Audience: What was that?
Jason Warner: Sort of. I mean, I think of him that way. Here, here's a fun story. Here's how I met Eiso. I like to tell this story because Eiso is a fun fun dude. I met Eiso because started with a failed acquisition at GitHub. So back when I joined GitHub in 2017 as a CTO, I wanted to take GitHub from a kind of collaborative collaborative code host with open source bent and turn it into an endto-end software development platform infused by intelligence. And so you know the the products that we launched from 27 on or 17 on GitHub actions, packages, alerts, notifications, eventually code spaces, and then co-pilot was the last thing that the office of the CTO did before I left with Nat Friedman, Uga De Moore, and a couple of other folks inside there.
But Eiso in 2017 when I joined he had working code completion before the transform architecture had landed fully. He had on LSTMs and so I quickly tried to acquire his company and he just he just said no. So he just said no to me. Uh but we had that was a long drawn out process talking about what we thought neural networks were going to mean for the world. And so during that process, which was a lengthy one, we became really good friends and we'd stayed in close contact over the years. And then 22 rolled around, obviously Chat GPT comes out, Anthropics out, and we kind of saw the endgame at play and we said, "Do we jump back in or not?" And of course, yes, we jump back in. But I like to tell that story about how he just kept saying no to me and I just kept asking him questions and eventually he said, "Yes, we should found a company." Cuz by the way, when I asked him if we should do this, he said, "Oh, god damn no." That were his exact words. He's like, "No, we should just learn how to paint and sail." But here we are. So, yeah, it's it's been a great journey together.

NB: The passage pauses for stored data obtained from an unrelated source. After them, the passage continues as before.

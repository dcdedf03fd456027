//! Time Windows
//!
//! The three UTC day segments that window-gated actions may be used in once
//! each per day.

use std::fmt;

use serde::{Deserialize, Serialize};

use crate::model::{day_start, TimeWindows, SECONDS_PER_DAY};

/// One of the three daily windows
#[derive(Debug, Clone, Copy, PartialEq, Eq, PartialOrd, Ord, Hash, Serialize, Deserialize)]
pub enum Window {
    First,
    Second,
    Third,
}

impl Window {
    pub fn number(self) -> u8 {
        match self {
            Window::First => 1,
            Window::Second => 2,
            Window::Third => 3,
        }
    }
}

impl fmt::Display for Window {
    fn fmt(&self, f: &mut fmt::Formatter<'_>) -> fmt::Result {
        write!(f, "Window {}", self.number())
    }
}

impl TimeWindows {
    /// Window containing `offset` seconds since UTC midnight
    pub fn classify(&self, offset: u64) -> Window {
        if offset < self.window2_start {
            Window::First
        } else if offset < self.window3_start {
            Window::Second
        } else {
            Window::Third
        }
    }

    /// Window containing the epoch timestamp `now`
    pub fn current(&self, now: u64) -> Window {
        self.classify(now - day_start(now))
    }

    /// Start offset of a window
    pub fn start_of(&self, window: Window) -> u64 {
        match window {
            Window::First => self.window1_start,
            Window::Second => self.window2_start,
            Window::Third => self.window3_start,
        }
    }

    /// End offset (exclusive) of a window
    pub fn end_of(&self, window: Window) -> u64 {
        match window {
            Window::First => self.window2_start,
            Window::Second => self.window3_start,
            Window::Third => SECONDS_PER_DAY,
        }
    }

    /// Seconds from `now` until the next window opens
    pub fn seconds_until_next_window(&self, now: u64) -> u64 {
        let offset = now - day_start(now);
        self.end_of(self.classify(offset)).saturating_sub(offset)
    }

    /// Human-readable window ranges, e.g. `UTC 00:00-08:00`
    pub fn formatted(&self) -> [String; 3] {
        [Window::First, Window::Second, Window::Third].map(|window| {
            let end = match window {
                Window::Third => "24:00".to_string(),
                _ => format_utc_hour(self.end_of(window)),
            };
            format!("UTC {}-{}", format_utc_hour(self.start_of(window)), end)
        })
    }
}

fn format_utc_hour(seconds: u64) -> String {
    format!("{:02}:00", seconds / 3600)
}

/// Whether a window-gated action last used at `last_used` may be used at `now`.
///
/// A strictly later UTC day always reopens every window. Within the same day
/// the action is allowed only if the last use fell outside the window that
/// contains `now`, using half-open `[start, end)` boundaries.
pub fn can_use_in_window(last_used: u64, now: u64, windows: &TimeWindows) -> bool {
    let today = day_start(now);
    let last_used_day = day_start(last_used);

    if today > last_used_day {
        return true;
    }

    let now_offset = now - today;
    // saturating: a future `last_used` from clock skew can sit on a later day
    let last_offset = last_used.saturating_sub(last_used_day);

    if now_offset < windows.window2_start {
        last_offset >= windows.window2_start || last_offset < windows.window1_start
    } else if now_offset < windows.window3_start {
        last_offset < windows.window2_start || last_offset >= windows.window3_start
    } else {
        last_offset < windows.window3_start
    }
}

Eiso Kant: Jason, I I think the reason we ended up doing this is because of our our opinionated view on what it was going to take to build more capable intelligence. And in the first 18 months of this company, you know, obsessing and focusing on reinforcement learning combined with LMS felt like one of the most contrarian opinions in the world, but I think today it's absolutely not. And it's super exciting to see the the progress that's continuing to make like we're in the coming years we're going to see the world that started in completions and went to chat and is now at a gentic increasingly approach more autonomous and we're all of it is stemming effectively from the combination of bringing highly capable models that are constantly evolving together with real world problems and and I think what we're starting to see now is we're entering these kind of awkward teenage years ahead of AGI where everybody in this room is building out incredible companies and applications is bridging this gap of what it really takes to make intelligence that in its raw form actually be valuable and we uh we want to be a small humble part of that.
We've got a lot of work still ahead of us. Uh the team is growing. Uh but hopefully what you've seen today uh is what our our customers and enterprises have been having access to and seeing for a while is that we're you know hard at work at uh at really pushing those capabilities. We also want to make sure we make them available to build together with others.
Jason Warner: Well, that's it. Thanks everybody.